我的演讲词是:你看,我从小就想当交警,一看到你们骑着摩托车的样子我就很崇拜,大学毕业的时候我也去考过交警的,结果身高不够、视力不够、体测不达标,现在交警是当不成了,只好买辆摩托车聊以自慰。我看,您就饶了我吧……
注:上周末和三水兄讨论125和250摩托的区别,我用表情和语气战胜了他,说两者的区别在于挂档方式,现在特此更正一下,区别在于排量。我错了。 11月26日 独乐及绍介兼声明此帖非更新博客,但有三个内容。 一,独乐。今天晚上实在无聊,于是在WORD里乱涂了一翻,又拿起两百块的破吉他乱弹了一气,最后居然作出了一首歌(鸟发鸟发型),歌词上面是吉他和弦,和弦标在哪个字上,就意味着第一拍落在哪个字上。好累啊!下次有机会一定唱给同志们听。忽然想起,以前写过几打英文歌曲,还曾经录下出过“地下”唱片,三水兄和阿黄兄都曾拿到。
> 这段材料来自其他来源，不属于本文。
//! CronForge gateway: schedule builder, job store, scheduler loop, and
//! the JSON API that fronts them.

pub mod api;
pub mod bootstrap;
pub mod cli;
pub mod runtime;
pub mod state;
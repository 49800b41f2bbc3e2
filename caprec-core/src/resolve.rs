//! Ambiguous-input resolution: which microphone does "the default" mean,
//! and what do we call a process we only know by pid.

use crate::models::error::RecorderError;
use crate::traits::capture_engine::CaptureEngine;

/// Spoken/displayed label when a process cannot be identified.
pub const FALLBACK_PROCESS_LABEL: &str = "current application";

/// Pick a concrete input device id.
///
/// A requested id must match the engine's current listing exactly;
/// otherwise the default-flagged device wins, then the first listed one.
pub fn resolve_microphone(
    engine: &dyn CaptureEngine,
    requested: Option<&str>,
) -> Result<String, RecorderError> {
    let devices = engine.list_input_devices()?;
    if devices.is_empty() {
        return Err(RecorderError::NoInputDevices);
    }

    if let Some(id) = requested {
        return devices
            .iter()
            .find(|d| d.device_id == id)
            .map(|d| d.device_id.clone())
            .ok_or_else(|| RecorderError::DeviceNotFound(id.to_string()));
    }

    let chosen = devices.iter().find(|d| d.is_default).unwrap_or(&devices[0]);
    Ok(chosen.device_id.clone())
}

/// Produce a human-readable label for `pid`, preferring `hint`.
///
/// Never fails: a listing error or an unknown pid degrades to
/// [`FALLBACK_PROCESS_LABEL`].
pub fn resolve_process_label(engine: &dyn CaptureEngine, pid: u32, hint: &str) -> String {
    let from_hint = normalize_label(hint);
    if !from_hint.is_empty() {
        return from_hint;
    }

    match engine.list_processes(false) {
        Ok(processes) => {
            for process in processes {
                if process.process_id == pid {
                    let name = normalize_label(&process.process_name);
                    if !name.is_empty() {
                        return name;
                    }
                }
            }
        }
        Err(err) => {
            log::debug!("process listing failed while resolving label for {pid}: {err}");
        }
    }

    FALLBACK_PROCESS_LABEL.to_string()
}

/// Trim and strip a trailing case-insensitive `.exe`.
fn normalize_label(raw: &str) -> String {
    let name = raw.trim();
    let name = if name.to_ascii_lowercase().ends_with(".exe") {
        // ".exe" is pure ASCII, so the byte offset is a char boundary.
        name[..name.len() - 4].trim_end()
    } else {
        name
    };
    name.to_string()
}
以前的英文朴素文气,现在的中文淫词满腔,如此一比,看来我大势已去矣。
Asses and Bubbies
Key=G 4/4
Am-G Am-G
姑娘哟姑娘
C G Am Em G D G
Asses and Bubbies
Am-G Am-G
姑娘哟姑娘
C G Bm D
在这肮脏的时代,你就变成了这样
Am-G Am-G
姑娘哟姑娘
C G Am Em
年轻则爱虚荣,年老则只爱钱
C G Am Em
或者爱刘德华,却不会爱一个“人”
Am-G Am-G
姑娘哟姑娘
C G Am Bm
你越精心打扮,越像一个消费品
C G Am Em
Asses and Bubbies
Am-G Am-G
是啊,是啊
C G Bm D
男人也爱你,但爱你什么呢?
C G Am Em GDG
Asses and Bubbies
C2 Am2 G D G
因为爱情已死,已变成了房子和婊子
Am-G Am-G
姑娘哟姑娘
C G Am Em
老男人一有钱,就有了一大堆
C G Am Em
而我要找的,是一个真正的姑娘
Am-G Am-G
姑娘哟姑娘
C G Am Em
在这肮脏的时代,你就变成了这样
C G BM D
改革得太久,也开放得太久
C G BM D
美好的东西已忘光光,
G D D G
Asses and Bubbies
二,绍介。前两天,一个平时十分老实,毕业于浙江大学外语学院的老朋友蓝天,给我邮箱发了三本PDF格式的英文书,其中一本名叫《神秘的方法》(The Mystery Method),作者是神秘先生(Mr Mystery),该书首先既有理论框架,又有作者的实践和经验介绍,既有参考文献,又有名词索引,而且专门教人泡妞妙法——老外搞学问就是兢兢业业(封面见下图)。我已经把该书列为重点“研究项目”,伺机申请浙江省教育厅常规项目课题。若要,我可以发给各位。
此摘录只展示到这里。